If you are looking to learn more about your ancestry, you may have noticed the commercials for DNA test kits that promise to tell you where your family comes from. Through these DNA tests, you can connect with family members you didn’t know you had, learn more about your cultural background, or sometimes even find out if you’re related to someone famous.
But how do they work? And how do researchers measure DNA to provide answers about your ancestry?
It all starts with a DNA test kit. Different organizations have their own types, but it usually consists of a saliva collection kit, in which you spit into a tiny test tube filled with solution. You then mail the test tube to a lab.
Lab technicians extract the DNA from the tube and measure specific positions within the whole set of genetic instructions, often referred to as the human genome, using a small rectangular chip called a microarray. This tool can measure millions of different locations within the genome at the same time. Human DNA is nearly identical from person to person, but there are small differences unique to each individual that are tied to health conditions, ancestry and other information. These differences are called variants and are what scientists are measuring to determine ancestry.
To measure these variants, chemical enzymes separate the double-stranded DNA from your sample into single strands and then cut up the DNA into smaller fragments. These DNA fragments then enter the microarray.
The DNA microarray contains thousands of spots with single DNA strands; some are snippets of the normal gene and others are the genetic variants of interest. DNA from your sample binds to this DNA on the chip. If you have a specific variant, your DNA will bind to the spot on the chip with that variant.
The company that provides the DNA service then compares your data to reference panels, which contain the variants associated with different ancestries. If a certain variant is found only in Europeans or Africans and the laboratory finds that variant, then you most likely have ancestors in that geographical region. DNA ancestry companies will go through each part of your genome that they test to detect which variants are present and compile a report showing the percentages of ancestors from each geographical region.
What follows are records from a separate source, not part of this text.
//! ECU discovery by TesterPresent sweep
//!
//! Sends a single-frame TesterPresent probe to each candidate CAN ID
//! and listens for the positive echo (`0x7E`). Every frame arriving in
//! the probe window is inspected, so several ECUs answering one probe
//! (functional addressing, gateways) all get recorded.

use std::sync::Arc;
use std::time::Duration;

use candiag_can::{CanFrame, CanTransport};
use tokio::sync::watch;
use tracing::{debug, info};

use crate::error::ScanError;

/// TesterPresent single frame: PCI 0x02, SID 0x3E, sub-function 0x00.
pub const PROBE_FRAME: [u8; 8] = [0x02, 0x3E, 0x00, 0x00, 0x00, 0x00, 0x00, 0x00];

#[derive(Debug, Clone)]
pub struct DiscoveryConfig {
    /// First CAN ID to probe.
    pub base_id: u32,
    /// Number of consecutive IDs to probe.
    pub count: u32,
    /// How long to listen after each probe.
    pub response_timeout: Duration,
}

impl Default for DiscoveryConfig {
    fn default() -> Self {
        Self {
            base_id: 0x700,
            count: 0x100,
            response_timeout: Duration::from_millis(50),
        }
    }
}

/// A (request, response) CAN ID pair observed during discovery.
#[derive(Debug, Clone, Copy, PartialEq, Eq, PartialOrd, Ord)]
pub struct IdPair {
    pub request_id: u32,
    pub response_id: u32,
}

/// Probe `config.count` IDs starting at `config.base_id` and return
/// every responding pair, ordered by probe.
pub async fn discover_ids(
    transport: Arc<dyn CanTransport>,
    config: &DiscoveryConfig,
    mut cancel: watch::Receiver<bool>,
) -> Result<Vec<IdPair>, ScanError> {
    let mut pairs = Vec::new();

    info!(
        base_id = format_args!("0x{:X}", config.base_id),
        count = config.count,
        "Starting ID discovery"
    );

    for offset in 0..config.count {
        if *cancel.borrow() {
            return Err(ScanError::Cancelled);
        }
        let probe_id = config.base_id + offset;
        let frame = CanFrame::new(probe_id, PROBE_FRAME.to_vec())?;

        tokio::select! {
            result = probe_window(transport.as_ref(), frame, config.response_timeout, &mut pairs) => {
                result?;
            }
            _ = cancel.changed() => {
                if *cancel.borrow() {
                    return Err(ScanError::Cancelled);
                }
            }
        }
    }

    info!(found = pairs.len(), "Discovery finished");
    Ok(pairs)
}

/// Send one probe and collect hits for the full window. Draining until
/// the deadline (instead of stopping at the first hit) keeps slow and
/// additional responders from leaking into the next probe's window.
async fn probe_window(
    transport: &dyn CanTransport,
    probe: CanFrame,
    window: Duration,
    pairs: &mut Vec<IdPair>,
) -> Result<(), ScanError> {
    let probe_id = probe.id();
    transport.send_frame(probe).await?;

    let deadline = tokio::time::Instant::now() + window;
    loop {
        let remaining = deadline.saturating_duration_since(tokio::time::Instant::now());
        if remaining.is_zero() {
            return Ok(());
        }
        match transport.recv_frame(remaining).await? {
            Some(frame) if is_tester_present_echo(&frame) => {
                debug!(
                    request_id = format_args!("0x{probe_id:X}"),
                    response_id = format_args!("0x{:X}", frame.id()),
                    "ECU responded"
                );
                pairs.push(IdPair {
                    request_id: probe_id,
                    response_id: frame.id(),
                });
            }
            Some(_) => {}
            None => return Ok(()),
        }
    }
}

fn is_tester_present_echo(frame: &CanFrame) -> bool {
    frame.data().len() >= 2 && frame.data()[1] == 0x7E
}

#[cfg(test)]
mod tests {
    use super::*;
    use candiag_can::VirtualBus;
    use pretty_assertions::assert_eq;

    #[tokio::test]
    async fn sweep_reports_every_responder_in_a_window() {
        let bus = VirtualBus::new();
        let scanner: Arc<dyn CanTransport> = Arc::new(bus.attach());
        let responder = bus.attach();

        let answer = tokio::spawn(async move {
            // Answer probes 0x701 and 0x703; 0x703 gets two replies.
            loop {
                match responder.recv_frame(Duration::from_secs(1)).await {
                    Ok(Some(frame)) if frame.data().get(1) == Some(&0x3E) => {
                        let reply = |id| {
                            CanFrame::new(id, vec![0x02, 0x7E, 0x00, 0, 0, 0, 0, 0]).unwrap()
                        };
                        match frame.id() {
                            0x701 => responder.send_frame(reply(0x709)).await.unwrap(),
                            0x703 => {
                                responder.send_frame(reply(0x70B)).await.unwrap();
                                responder.send_frame(reply(0x70C)).await.unwrap();
                            }
                            _ => {}
                        }
                    }
                    Ok(Some(_)) => {}
                    _ => break,
                }
            }
        });

        let config = DiscoveryConfig {
            base_id: 0x700,
            count: 8,
            response_timeout: Duration::from_millis(50),
        };
        let (_tx, cancel) = watch::channel(false);
        let pairs = discover_ids(scanner, &config, cancel).await.unwrap();

        assert_eq!(
            pairs,
            vec![
                IdPair { request_id: 0x701, response_id: 0x709 },
                IdPair { request_id: 0x703, response_id: 0x70B },
                IdPair { request_id: 0x703, response_id: 0x70C },
            ]
        );
        answer.abort();
    }

    #[tokio::test]
    async fn cancellation_stops_the_sweep() {
        let bus = VirtualBus::new();
        let scanner: Arc<dyn CanTransport> = Arc::new(bus.attach());
        let _peer = bus.attach();

        let (tx, cancel) = watch::channel(false);
        tx.send(true).unwrap();

        let config = DiscoveryConfig::default();
        let result = discover_ids(scanner, &config, cancel).await;
        assert!(matches!(result, Err(ScanError::Cancelled)));
    }
}
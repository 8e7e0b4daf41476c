//! Emulator configuration (TOML)
//!
//! One file describes the interface and every hosted ECU:
//!
//! ```toml
//! [transport]
//! interface = "vcan0"
//!
//! [[ecus]]
//! name = "engine"
//! rx_id = "0x7E0"
//! tx_id = "0x7E8"
//! store_file = "engine_params.json"
//! ```

use std::path::{Path, PathBuf};

use serde::{Deserialize, Serialize};
use thiserror::Error;

#[derive(Debug, Error)]
pub enum ConfigError {
    #[error("Failed to read config: {0}")]
    Io(#[from] std::io::Error),

    #[error("Failed to parse config: {0}")]
    Parse(#[from] toml::de::Error),

    #[error("Invalid CAN ID '{0}'")]
    InvalidCanId(String),
}

#[derive(Debug, Clone, Serialize, Deserialize)]
pub struct EmulatorConfig {
    #[serde(default)]
    pub transport: TransportSection,
    pub ecus: Vec<EcuDef>,
}

#[derive(Debug, Clone, Serialize, Deserialize)]
pub struct TransportSection {
    #[serde(default = "default_interface")]
    pub interface: String,
    #[serde(default = "default_bitrate")]
    pub bitrate: u32,
}

impl Default for TransportSection {
    fn default() -> Self {
        Self {
            interface: default_interface(),
            bitrate: default_bitrate(),
        }
    }
}

fn default_interface() -> String {
    "vcan0".to_string()
}

fn default_bitrate() -> u32 {
    500_000
}

/// One hosted virtual ECU.
#[derive(Debug, Clone, Serialize, Deserialize)]
pub struct EcuDef {
    pub name: String,
    /// Identifier the ECU listens on (tester transmits to this).
    pub rx_id: String,
    /// Identifier the ECU answers from.
    pub tx_id: String,
    /// JSON file holding the DID parameter mapping.
    pub store_file: PathBuf,
    /// Inbound frame queue depth; router default when omitted.
    #[serde(default)]
    pub queue_depth: Option<usize>,
}

impl EmulatorConfig {
    pub fn load(path: impl AsRef<Path>) -> Result<Self, ConfigError> {
        let text = std::fs::read_to_string(path)?;
        Ok(toml::from_str(&text)?)
    }
}

/// Parse a CAN identifier written as hex, with or without `0x`.
pub fn parse_can_id(s: &str) -> Result<u32, ConfigError> {
    let trimmed = s.trim();
    let digits = trimmed
        .strip_prefix("0x")
        .or_else(|| trimmed.strip_prefix("0X"))
        .unwrap_or(trimmed);
    u32::from_str_radix(digits, 16).map_err(|_| ConfigError::InvalidCanId(s.to_string()))
}
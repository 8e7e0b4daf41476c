//! ISO-TP channel seam
//!
//! Segmentation and flow control are an external concern: the emulator
//! and scanner only ever see a byte-stream-in/byte-stream-out channel
//! per (tx-id, rx-id) pair. [`SingleFrameChannel`] implements the
//! degenerate no-segmentation case (ISO 15765-2 single frames, classic
//! and FD escape encoding) on top of a router endpoint, which is all
//! the in-process emulation and the tests need. A kernel ISO-TP socket
//! slots in behind the same trait for real multi-frame traffic.

use std::sync::Arc;
use std::time::{Duration, Instant};

use async_trait::async_trait;
use tokio::sync::mpsc;
use tracing::trace;

use crate::frame::{CanFrame, FrameFlags, CLASSIC_FRAME_DATA};
use crate::router::Endpoint;
use crate::transport::{CanTransport, TransportError};

/// Largest payload of a classic single frame (PCI nibble encoding).
const SF_CLASSIC_MAX: usize = 7;

/// Largest payload of an FD single frame (escape encoding: 0x00, len).
const SF_FD_MAX: usize = 62;

/// Opaque reassembled-payload channel for one (tx-id, rx-id) pair.
#[async_trait]
pub trait IsoTpChannel: Send + Sync {
    /// Send one complete payload.
    async fn send(&self, payload: &[u8]) -> Result<(), TransportError>;

    /// Wait up to `timeout` for the next complete payload; `Ok(None)`
    /// on a quiet deadline.
    async fn recv(&self, timeout: Duration) -> Result<Option<Vec<u8>>, TransportError>;
}

/// Single-frame-only ISO-TP channel over a routed endpoint.
pub struct SingleFrameChannel {
    transport: Arc<dyn CanTransport>,
    endpoint: tokio::sync::Mutex<Endpoint>,
    tx_id: u32,
    fd: bool,
}

impl SingleFrameChannel {
    /// Classic-CAN channel: payloads up to 7 bytes, frames padded to 8.
    pub fn new(transport: Arc<dyn CanTransport>, endpoint: Endpoint, tx_id: u32) -> Self {
        Self {
            transport,
            endpoint: tokio::sync::Mutex::new(endpoint),
            tx_id,
            fd: false,
        }
    }

    /// FD channel: payloads up to 62 bytes via the escape encoding.
    pub fn new_fd(transport: Arc<dyn CanTransport>, endpoint: Endpoint, tx_id: u32) -> Self {
        Self {
            transport,
            endpoint: tokio::sync::Mutex::new(endpoint),
            tx_id,
            fd: true,
        }
    }
}

fn encode_single_frame(payload: &[u8], fd: bool) -> Result<(Vec<u8>, bool), TransportError> {
    if payload.len() <= SF_CLASSIC_MAX {
        let mut data = Vec::with_capacity(CLASSIC_FRAME_DATA);
        data.push(payload.len() as u8);
        data.extend_from_slice(payload);
        data.resize(CLASSIC_FRAME_DATA, 0x00);
        return Ok((data, false));
    }
    if fd && payload.len() <= SF_FD_MAX {
        let mut data = Vec::with_capacity(2 + payload.len());
        data.push(0x00);
        data.push(payload.len() as u8);
        data.extend_from_slice(payload);
        return Ok((data, true));
    }
    Err(TransportError::SendFailed(format!(
        "payload of {} bytes needs multi-frame ISO-TP, which this channel does not do",
        payload.len()
    )))
}

fn decode_single_frame(data: &[u8]) -> Option<Vec<u8>> {
    let pci = *data.first()?;
    match pci >> 4 {
        0x0 => {
            let len = (pci & 0x0F) as usize;
            if len > 0 && data.len() > len {
                Some(data[1..1 + len].to_vec())
            } else if len == 0 && data.len() >= 2 {
                // FD escape: SF_DL in the second byte.
                let len = data[1] as usize;
                if data.len() >= 2 + len {
                    Some(data[2..2 + len].to_vec())
                } else {
                    None
                }
            } else {
                None
            }
        }
        // First/consecutive/flow-control frames belong to a real
        // ISO-TP stack, not to this channel.
        _ => None,
    }
}

#[async_trait]
impl IsoTpChannel for SingleFrameChannel {
    async fn send(&self, payload: &[u8]) -> Result<(), TransportError> {
        let (data, fd) = encode_single_frame(payload, self.fd)?;
        let flags = FrameFlags {
            extended: self.tx_id > 0x7FF,
            fd,
            brs: false,
        };
        let frame = CanFrame::with_flags(self.tx_id, data, flags)
            .map_err(|e| TransportError::SendFailed(e.to_string()))?;
        self.transport.send_frame(frame).await
    }

    async fn recv(&self, timeout: Duration) -> Result<Option<Vec<u8>>, TransportError> {
        let deadline = Instant::now() + timeout;
        let mut endpoint = self.endpoint.lock().await;

        loop {
            let remaining = deadline.saturating_duration_since(Instant::now());
            if remaining.is_zero() {
                return Ok(None);
            }
            match endpoint.recv_timeout(remaining).await {
                Some(frame) => match decode_single_frame(frame.data()) {
                    Some(payload) => return Ok(Some(payload)),
                    None => {
                        trace!(
                            id = format!("0x{:X}", frame.id()),
                            "Non-single-frame PDU ignored"
                        );
                    }
                },
                None => return Ok(None),
            }
        }
    }
}

/// One end of an in-memory ISO-TP channel pair.
///
/// Bypasses the bus entirely; handy for exercising a dispatcher or a
/// client without CAN framing in the way.
pub struct MemoryIsoTpChannel {
    tx: mpsc::UnboundedSender<Vec<u8>>,
    rx: tokio::sync::Mutex<mpsc::UnboundedReceiver<Vec<u8>>>,
}

/// Cross-connected channel pair: what one end sends, the other receives.
pub fn memory_channel_pair() -> (MemoryIsoTpChannel, MemoryIsoTpChannel) {
    let (a_tx, b_rx) = mpsc::unbounded_channel();
    let (b_tx, a_rx) = mpsc::unbounded_channel();
    (
        MemoryIsoTpChannel {
            tx: a_tx,
            rx: tokio::sync::Mutex::new(a_rx),
        },
        MemoryIsoTpChannel {
            tx: b_tx,
            rx: tokio::sync::Mutex::new(b_rx),
        },
    )
}

#[async_trait]
impl IsoTpChannel for MemoryIsoTpChannel {
    async fn send(&self, payload: &[u8]) -> Result<(), TransportError> {
        self.tx
            .send(payload.to_vec())
            .map_err(|_| TransportError::ConnectionClosed)
    }

    async fn recv(&self, timeout: Duration) -> Result<Option<Vec<u8>>, TransportError> {
        let mut rx = self.rx.lock().await;
        match tokio::time::timeout(timeout, rx.recv()).await {
            Ok(Some(payload)) => Ok(Some(payload)),
            Ok(None) => Err(TransportError::ConnectionClosed),
            Err(_) => Ok(None),
        }
    }
}

#[cfg(test)]
mod tests {
    use super::*;
    use pretty_assertions::assert_eq;

    #[test]
    fn classic_single_frame_is_padded() {
        let (data, fd) = encode_single_frame(&[0x3E, 0x00], false).unwrap();
        assert!(!fd);
        assert_eq!(data, vec![0x02, 0x3E, 0x00, 0x00, 0x00, 0x00, 0x00, 0x00]);
    }

    #[test]
    fn fd_escape_used_above_seven_bytes() {
        let payload: Vec<u8> = (0u8..9).collect();
        let (data, fd) = encode_single_frame(&payload, true).unwrap();
        assert!(fd);
        assert_eq!(data[0], 0x00);
        assert_eq!(data[1], 9);
        assert_eq!(&data[2..], payload.as_slice());
    }

    #[test]
    fn oversize_payload_rejected() {
        assert!(encode_single_frame(&[0u8; 8], false).is_err());
        assert!(encode_single_frame(&[0u8; 63], true).is_err());
    }

    #[test]
    fn decode_round_trips_both_encodings() {
        for payload in [vec![0x7E, 0x00], (0u8..30).collect::<Vec<u8>>()] {
            let (data, _) = encode_single_frame(&payload, true).unwrap();
            assert_eq!(decode_single_frame(&data), Some(payload));
        }
    }

    #[test]
    fn decode_ignores_flow_control_and_garbage() {
        assert_eq!(decode_single_frame(&[0x30, 0x00, 0x00]), None); // FC
        assert_eq!(decode_single_frame(&[0x21, 1, 2, 3]), None); // CF
        assert_eq!(decode_single_frame(&[]), None);
    }

    #[tokio::test]
    async fn memory_pair_crosses_over() {
        let (a, b) = memory_channel_pair();
        a.send(&[1, 2, 3]).await.unwrap();
        let got = b.recv(Duration::from_millis(50)).await.unwrap();
        assert_eq!(got, Some(vec![1, 2, 3]));

        let quiet = a.recv(Duration::from_millis(10)).await.unwrap();
        assert!(quiet.is_none());
    }
}
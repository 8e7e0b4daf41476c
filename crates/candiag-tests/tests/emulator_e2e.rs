//! End-to-end tests over the virtual CAN bus
//!
//! Each test builds the full stack in-process:
//! 1. A `VirtualBus` standing in for the CAN interface
//! 2. Emulated ECUs behind a `CanIdRouter`, one session task each
//! 3. A scanner/tester on its own bus port

use std::collections::BTreeMap;
use std::sync::Arc;
use std::time::Duration;

use candiag_can::{CanIdRouter, SingleFrameChannel, VirtualBus};
use candiag_ecu::EcuSession;
use candiag_scan::{
    discover_ids, dump_dids, prepare_dump_session, DiscoveryConfig, DumpConfig, IdPair,
};
use candiag_uds::{standard_dispatcher, ParameterStore, UdsClient, SECURITY_SEED};
use tokio::sync::watch;
use tokio::task::JoinHandle;

struct EcuSpec {
    name: &'static str,
    rx_id: u32,
    tx_id: u32,
    store: Arc<ParameterStore>,
}

/// Emulator side of a test: one router, one session task per ECU.
struct Emulator {
    router: Arc<CanIdRouter>,
    shutdown: watch::Sender<bool>,
    tasks: Vec<JoinHandle<()>>,
}

impl Emulator {
    fn start(bus: &VirtualBus, ecus: Vec<EcuSpec>, fd: bool) -> Self {
        let router = Arc::new(CanIdRouter::new(Arc::new(bus.attach())));
        let (shutdown, shutdown_rx) = watch::channel(false);
        let mut tasks = Vec::new();

        for ecu in ecus {
            let endpoint = router.register(ecu.rx_id).unwrap();
            let channel = if fd {
                SingleFrameChannel::new_fd(router.transport(), endpoint, ecu.tx_id)
            } else {
                SingleFrameChannel::new(router.transport(), endpoint, ecu.tx_id)
            };
            let session = EcuSession::new(
                ecu.name,
                Arc::new(channel),
                standard_dispatcher(ecu.store),
            );
            let rx = shutdown_rx.clone();
            tasks.push(tokio::spawn(async move {
                session.run(rx).await.unwrap();
            }));
        }

        router.start();
        Self {
            router,
            shutdown,
            tasks,
        }
    }

    async fn stop(self) {
        let _ = self.shutdown.send(true);
        for task in self.tasks {
            task.await.unwrap();
        }
        self.router.shutdown().await;
    }
}

/// Scanner side: its own router and a UDS client per target ECU.
struct Tester {
    router: Arc<CanIdRouter>,
}

impl Tester {
    fn start(bus: &VirtualBus) -> Self {
        let router = Arc::new(CanIdRouter::new(Arc::new(bus.attach())));
        router.start();
        Self { router }
    }

    fn client(&self, tx_id: u32, rx_id: u32, fd: bool) -> UdsClient {
        let endpoint = self.router.register(rx_id).unwrap();
        let channel = if fd {
            SingleFrameChannel::new_fd(self.router.transport(), endpoint, tx_id)
        } else {
            SingleFrameChannel::new(self.router.transport(), endpoint, tx_id)
        };
        UdsClient::new(Arc::new(channel)).with_timeout(Duration::from_millis(500))
    }

    async fn stop(self) {
        self.router.shutdown().await;
    }
}

fn store_of(entries: &[(u16, &[u8])]) -> Arc<ParameterStore> {
    let map: BTreeMap<u16, Vec<u8>> = entries
        .iter()
        .map(|(did, bytes)| (*did, bytes.to_vec()))
        .collect();
    Arc::new(ParameterStore::from_entries(map))
}

#[tokio::test]
async fn full_range_dump_finds_exactly_the_planted_dids() {
    let bus = VirtualBus::new();
    let emulator = Emulator::start(
        &bus,
        vec![EcuSpec {
            name: "engine",
            rx_id: 0x7E0,
            tx_id: 0x7E8,
            store: store_of(&[(0x0001, b"A"), (0x00F0, b"ABCDEF")]),
        }],
        true,
    );
    let tester = Tester::start(&bus);
    let mut client = tester.client(0x7E0, 0x7E8, true);

    // A dump starts by entering the extended session; the advertised
    // P2 becomes the per-request timeout.
    prepare_dump_session(&mut client).await.unwrap();
    assert_eq!(client.timeout(), Duration::from_millis(50));

    let config = DumpConfig {
        retry_budget: 0,
        ..DumpConfig::default()
    };
    let (_cancel_tx, cancel) = watch::channel(false);
    let result = dump_dids(&client, &config, cancel).await.unwrap();

    let expected: BTreeMap<u16, Vec<u8>> = [
        (0x0001u16, b"A".to_vec()),
        (0x00F0, b"ABCDEF".to_vec()),
    ]
    .into();
    assert_eq!(result.records, expected);
    assert!(result.timed_out.is_empty());

    emulator.stop().await;
    tester.stop().await;
}

#[tokio::test]
async fn two_ecus_on_one_bus_answer_independently() {
    let bus = VirtualBus::new();
    let emulator = Emulator::start(
        &bus,
        vec![
            EcuSpec {
                name: "engine",
                rx_id: 0x7E0,
                tx_id: 0x7E8,
                store: store_of(&[(0x0010, b"engine")]),
            },
            EcuSpec {
                name: "abs",
                rx_id: 0x740,
                tx_id: 0x748,
                store: store_of(&[(0x0010, b"abs")]),
            },
        ],
        false,
    );
    let tester = Tester::start(&bus);
    let engine = tester.client(0x7E0, 0x7E8, false);
    let abs = tester.client(0x740, 0x748, false);

    assert_eq!(
        engine.read_data_by_identifier(0x0010).await.unwrap(),
        b"engine".to_vec()
    );
    assert_eq!(
        abs.read_data_by_identifier(0x0010).await.unwrap(),
        b"abs".to_vec()
    );
    // A DID only one ECU carries stays invisible on the other.
    assert!(abs.read_data_by_identifier(0x0011).await.is_err());

    emulator.stop().await;
    tester.stop().await;
}

#[tokio::test]
async fn discovery_sweep_finds_the_emulated_ecus() {
    let bus = VirtualBus::new();
    let emulator = Emulator::start(
        &bus,
        vec![
            EcuSpec {
                name: "a",
                rx_id: 0x710,
                tx_id: 0x718,
                store: store_of(&[]),
            },
            EcuSpec {
                name: "b",
                rx_id: 0x712,
                tx_id: 0x71A,
                store: store_of(&[]),
            },
        ],
        false,
    );

    let config = DiscoveryConfig {
        base_id: 0x700,
        count: 0x20,
        response_timeout: Duration::from_millis(50),
    };
    let (_cancel_tx, cancel) = watch::channel(false);
    let pairs = discover_ids(Arc::new(bus.attach()), &config, cancel)
        .await
        .unwrap();

    assert_eq!(
        pairs,
        vec![
            IdPair {
                request_id: 0x710,
                response_id: 0x718
            },
            IdPair {
                request_id: 0x712,
                response_id: 0x71A
            },
        ]
    );

    emulator.stop().await;
}

#[tokio::test]
async fn session_services_answer_with_fixed_shapes() {
    let bus = VirtualBus::new();
    let emulator = Emulator::start(
        &bus,
        vec![EcuSpec {
            name: "engine",
            rx_id: 0x7E0,
            tx_id: 0x7E8,
            store: store_of(&[]),
        }],
        false,
    );
    let tester = Tester::start(&bus);
    let client = tester.client(0x7E0, 0x7E8, false);

    // Session control advertises P2 = 50 ms, P2* = 5000 ms.
    let response = client.diagnostic_session_control(0x03).await.unwrap();
    assert_eq!(response, vec![0x50, 0x03, 0x00, 0x32, 0x01, 0xF4]);

    client.tester_present().await.unwrap();

    // Security access hands out the fixed seed on odd sub-functions.
    let seed = client.send_request(&[0x27, 0x01]).await.unwrap();
    assert_eq!(seed[0], 0x67);
    assert_eq!(seed[1], 0x01);
    assert_eq!(&seed[2..], &SECURITY_SEED);
    let unlocked = client.send_request(&[0x27, 0x02, 0xDE, 0xAD, 0xBE, 0xEF]).await;
    assert_eq!(unlocked.unwrap(), vec![0x67, 0x02]);

    emulator.stop().await;
    tester.stop().await;
}

#[tokio::test]
async fn written_parameters_survive_a_store_round_trip() {
    let dir = tempfile::tempdir().unwrap();
    let path = dir.path().join("engine_params.json");

    let store = store_of(&[(0x0001, b"A")]);
    {
        let bus = VirtualBus::new();
        let emulator = Emulator::start(
            &bus,
            vec![EcuSpec {
                name: "engine",
                rx_id: 0x7E0,
                tx_id: 0x7E8,
                store: store.clone(),
            }],
            false,
        );
        let tester = Tester::start(&bus);
        let client = tester.client(0x7E0, 0x7E8, false);

        client.write_data_by_identifier(0x0002, b"new").await.unwrap();
        assert_eq!(
            client.read_data_by_identifier(0x0002).await.unwrap(),
            b"new".to_vec()
        );

        emulator.stop().await;
        tester.stop().await;
        store.save(&path).unwrap();
    }

    // A fresh emulator loading the file serves the written value.
    let reloaded = Arc::new(ParameterStore::load(&path).unwrap());
    let bus = VirtualBus::new();
    let emulator = Emulator::start(
        &bus,
        vec![EcuSpec {
            name: "engine",
            rx_id: 0x7E0,
            tx_id: 0x7E8,
            store: reloaded,
        }],
        false,
    );
    let tester = Tester::start(&bus);
    let client = tester.client(0x7E0, 0x7E8, false);

    assert_eq!(
        client.read_data_by_identifier(0x0001).await.unwrap(),
        b"A".to_vec()
    );
    assert_eq!(
        client.read_data_by_identifier(0x0002).await.unwrap(),
        b"new".to_vec()
    );

    emulator.stop().await;
    tester.stop().await;
}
Each DNA ancestry company has its own process for developing these reports. Usually, it involves a proprietary ancestry algorithm that analyzes datasets of genetic information, which can include the reference panels, public databases such as the 1000 Genomes Project (funded in part by the National Institutes of Health), and the company’s own customer base.
The ancestry info found in the report is only as good as the reference panel that researchers use. The variants identified have been measured in numerous individuals whose ancestry extends back to multiple generations in a specific geographic location, such as Africa, Europe, Asia or South America. In addition, the reference panels have thousands of genomes representing these individuals with different ancestral backgrounds. When this technology first became available in the early 2000s, some reference panels were incomplete, which meant companies couldn’t test for or identify certain heritages.
However, since then, measurements have improved thanks to companies collecting DNA data from more individuals with different genetic ancestries as well as the availability of standards, such as DNA reference materials, to which researchers can compare their results.
These reference materials can help ancestry DNA companies benchmark their methods. The National Institute of Standards and Technology (NIST) provides four different human genome reference materials (RM 8391 Human DNA for Son of Eastern European Ashkenazi Jewish Ancestry, RM 8392 Human DNA for Family Trio of Eastern European Ashkenazi Jewish Ancestry, RM 8393 Human DNA for Son of Chinese Ancestry, RM 8398 Human DNA for Daughter of Utah/European Ancestry) that could help check the accuracy of genomic measurements when using the microarrays.
NIST is also working with NIH on the Human Pangenome Reference Consortium, whose goal is to characterize genomes of diverse ancestries. Though these datasets are different than the reference panels created by ancestry DNA companies, they may potentially be helpful in benchmarking the companies’ methods and improving their proprietary datasets.
If you have taken these tests, you may see the percentages in your ancestry report fluctuate over time, or if you’ve taken multiple DNA tests with different companies you may see slight differences in the report numbers. This could be due to differences in each company’s methods, the continued growth and improvement of the reference datasets, and other factors. Keep in mind that the field of DNA ancestry is new and still developing, and companies are working with the best algorithms and data they have at any given time.
It’s important to note that there is a difference between ancestry and race. Genetic ancestry is based upon a person’s DNA, which can be traced back to the genetic sequences of their ancestors. So, if a person’s ancestry report says they are 34% East Asian, then that means that person has genetic DNA most similar to the population of many of the people living in that geographic location now. Race, on the other hand, is a social construct that can consist of multiple factors such as cultural characteristics (language, customs and religion), skin color or physical characteristics. The two terms shouldn’t be confused with each other.
Once upon a time not too long ago, we could only learn our ancestry through family lore or old government records. Nowadays, we can find answers within our DNA — thanks in large part to measurement science.